This program intentionally brought these two groups together to create space for connection, skill-sharing, and collaboration while also building digital literacy and shining a light on powerful local stories.
The journey
Digital Storytellers delivered a series of five workshops across Stawell and St Arnaud, guiding participants through the full storytelling process, from idea generation to filming and editing.
Older and younger participants formed small teams to co-create short films about the people, places and issues that shape life in Northern Grampians. Young storytellers often led the technical aspects of filming and editing, while working closely with older participants as collaborators, interviewees and creative partners. The stories spanned personal histories, community issues, local landmarks and environmental themes, focusing on topics where both generations found common ground and shared purpose.

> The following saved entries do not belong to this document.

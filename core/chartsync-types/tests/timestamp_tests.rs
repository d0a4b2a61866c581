use chartsync_types::Timestamp;
use proptest::prelude::*;

// ── Construction ─────────────────────────────────────────────────

#[test]
fn now_is_after_epoch() {
    assert!(Timestamp::now().as_millis() > 0);
}

#[test]
fn from_millis_roundtrips() {
    let ts = Timestamp::from_millis(1_714_557_600_123);
    assert_eq!(ts.as_millis(), 1_714_557_600_123);
}

// ── Text form ────────────────────────────────────────────────────

#[test]
fn canonical_string_has_millis_and_z() {
    let ts = Timestamp::from_millis(1_714_557_600_123);
    assert_eq!(ts.to_rfc3339(), "2024-05-01T10:00:00.123Z");
}

#[test]
fn parses_offset_strings() {
    let ts = Timestamp::parse_rfc3339("2024-05-01T12:00:00.123+02:00").unwrap();
    assert_eq!(ts.as_millis(), 1_714_557_600_123);
}

#[test]
fn parses_bare_dates_as_midnight() {
    let ts: Timestamp = "2024-05-01".parse().unwrap();
    assert_eq!(ts.to_rfc3339(), "2024-05-01T00:00:00.000Z");
}

#[test]
fn rejects_garbage() {
    assert!(Timestamp::parse_rfc3339("yesterday").is_err());
}

// ── Serde ────────────────────────────────────────────────────────

#[test]
fn serializes_as_string() {
    let json = serde_json::to_string(&Timestamp::from_millis(0)).unwrap();
    assert_eq!(json, "\"1970-01-01T00:00:00.000Z\"");
}

#[test]
fn deserializes_from_integer_millis() {
    let ts: Timestamp = serde_json::from_str("1714557600123").unwrap();
    assert_eq!(ts.as_millis(), 1_714_557_600_123);
}

#[test]
fn deserializes_from_string() {
    let ts: Timestamp = serde_json::from_str("\"2024-05-01T10:00:00.123Z\"").unwrap();
    assert_eq!(ts.as_millis(), 1_714_557_600_123);
}

#[test]
fn deserialize_rejects_out_of_range_millis() {
    assert!(serde_json::from_str::<Timestamp>("9223372036854775807").is_err());
    assert!(serde_json::from_str::<Timestamp>("-9223372036854775808").is_err());
    assert!(serde_json::from_str::<Timestamp>("18446744073709551615").is_err());
    assert!(serde_json::from_str::<Timestamp>("1e300").is_err());
    assert!(Timestamp::try_from_millis(i64::MAX).is_err());

    let ts: Timestamp = serde_json::from_str("1714557600123.0").unwrap();
    assert_eq!(ts.as_millis(), 1_714_557_600_123);
}

#[test]
fn deserialize_rejects_bool() {
    assert!(serde_json::from_str::<Timestamp>("true").is_err());
}

// ── Ordering ─────────────────────────────────────────────────────

#[test]
fn newer_is_strict() {
    let a = Timestamp::from_millis(100);
    let b = Timestamp::from_millis(200);
    assert!(b.is_newer_than(&a));
    assert!(!a.is_newer_than(&b));
    assert!(!a.is_newer_than(&a));
}

proptest! {
    #[test]
    fn text_form_preserves_order(a in 0i64..4_102_444_800_000, b in 0i64..4_102_444_800_000) {
        let ta = Timestamp::from_millis(a);
        let tb = Timestamp::from_millis(b);
        let pa = Timestamp::parse_rfc3339(&ta.to_rfc3339()).unwrap();
        let pb = Timestamp::parse_rfc3339(&tb.to_rfc3339()).unwrap();
        prop_assert_eq!(pa, ta);
        prop_assert_eq!(pa.cmp(&pb), ta.cmp(&tb));
    }
}
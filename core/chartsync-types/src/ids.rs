//! Record identifiers.

use serde::{Deserialize, Serialize};
use std::fmt;
use std::str::FromStr;
use uuid::Uuid;

/// Globally unique identifier of a record.
///
/// Identifiers minted locally are UUID v7 strings, so they sort roughly by
/// creation time. Identifiers received from the remote store are accepted
/// verbatim as long as they are not blank. Every constructor enforces that,
/// so a stored id always reads back.
#[derive(Debug, Clone, PartialEq, Eq, Hash, PartialOrd, Ord, Serialize, Deserialize)]
#[serde(try_from = "String", into = "String")]
pub struct RecordId(String);

impl RecordId {
    /// Mints a new time-ordered identifier.
    #[must_use]
    pub fn new() -> Self {
        Self(Uuid::now_v7().to_string())
    }

    /// Wraps an existing identifier. Fails if it is empty or whitespace.
    pub fn parse(s: impl Into<String>) -> crate::Result<Self> {
        let s = s.into();
        if s.trim().is_empty() {
            return Err(crate::Error::InvalidRecord("empty record id".into()));
        }
        Ok(Self(s))
    }

    /// Returns the identifier as a string slice.
    #[must_use]
    pub fn as_str(&self) -> &str {
        &self.0
    }
}

impl Default for RecordId {
    fn default() -> Self {
        Self::new()
    }
}

impl fmt::Display for RecordId {
    fn fmt(&self, f: &mut fmt::Formatter<'_>) -> fmt::Result {
        f.write_str(&self.0)
    }
}

impl FromStr for RecordId {
    type Err = crate::Error;

    fn from_str(s: &str) -> Result<Self, Self::Err> {
        Self::parse(s)
    }
}

impl TryFrom<String> for RecordId {
    type Error = crate::Error;

    fn try_from(s: String) -> Result<Self, Self::Error> {
        Self::parse(s)
    }
}

impl TryFrom<&str> for RecordId {
    type Error = crate::Error;

    fn try_from(s: &str) -> Result<Self, Self::Error> {
        Self::parse(s)
    }
}

impl From<RecordId> for String {
    fn from(id: RecordId) -> Self {
        id.0
    }
}

impl AsRef<str> for RecordId {
    fn as_ref(&self) -> &str {
        &self.0
    }
}
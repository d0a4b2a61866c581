//! Error types for the storage layer.

use thiserror::Error;

/// Result type for storage operations.
pub type StorageResult<T> = Result<T, StorageError>;

/// Errors that can occur in storage operations.
#[derive(Debug, Error)]
pub enum StorageError {
    /// Database error from SQLite.
    #[error("database error: {0}")]
    Database(#[from] rusqlite::Error),

    /// Serialization/deserialization error.
    #[error("serialization error: {0}")]
    Serialization(#[from] serde_json::Error),

    /// A record with this id already exists in the table.
    #[error("record already exists: {table}/{id}")]
    AlreadyExists { table: String, id: String },

    /// Stored data could not be decoded.
    #[error("invalid data: {0}")]
    InvalidData(String),

    /// The connection mutex was poisoned by a panicking writer.
    #[error("store lock poisoned")]
    Lock,
}

impl From<chartsync_types::Error> for StorageError {
    fn from(e: chartsync_types::Error) -> Self {
        Self::InvalidData(e.to_string())
    }
}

Along the way, participants forged unexpected connections, exchanged skills and perspectives, and created films that reflect the resilience, character and pride of Northern Grampians Shire.
Why this matters for councils and community organisations
Talking About Your Generation demonstrates what’s possible when councils invest in programs that centre connection, creativity and lived experience.
Intergenerational storytelling programs like this deliver multiple community outcomes at once. They reduce social isolation, build digital confidence, strengthen local pride, and create meaningful opportunities for people of different ages to connect as equals. Rather than positioning one generation as the “learner” and the other as the “teacher”, these programs see skills, stories and perspectives flow both ways.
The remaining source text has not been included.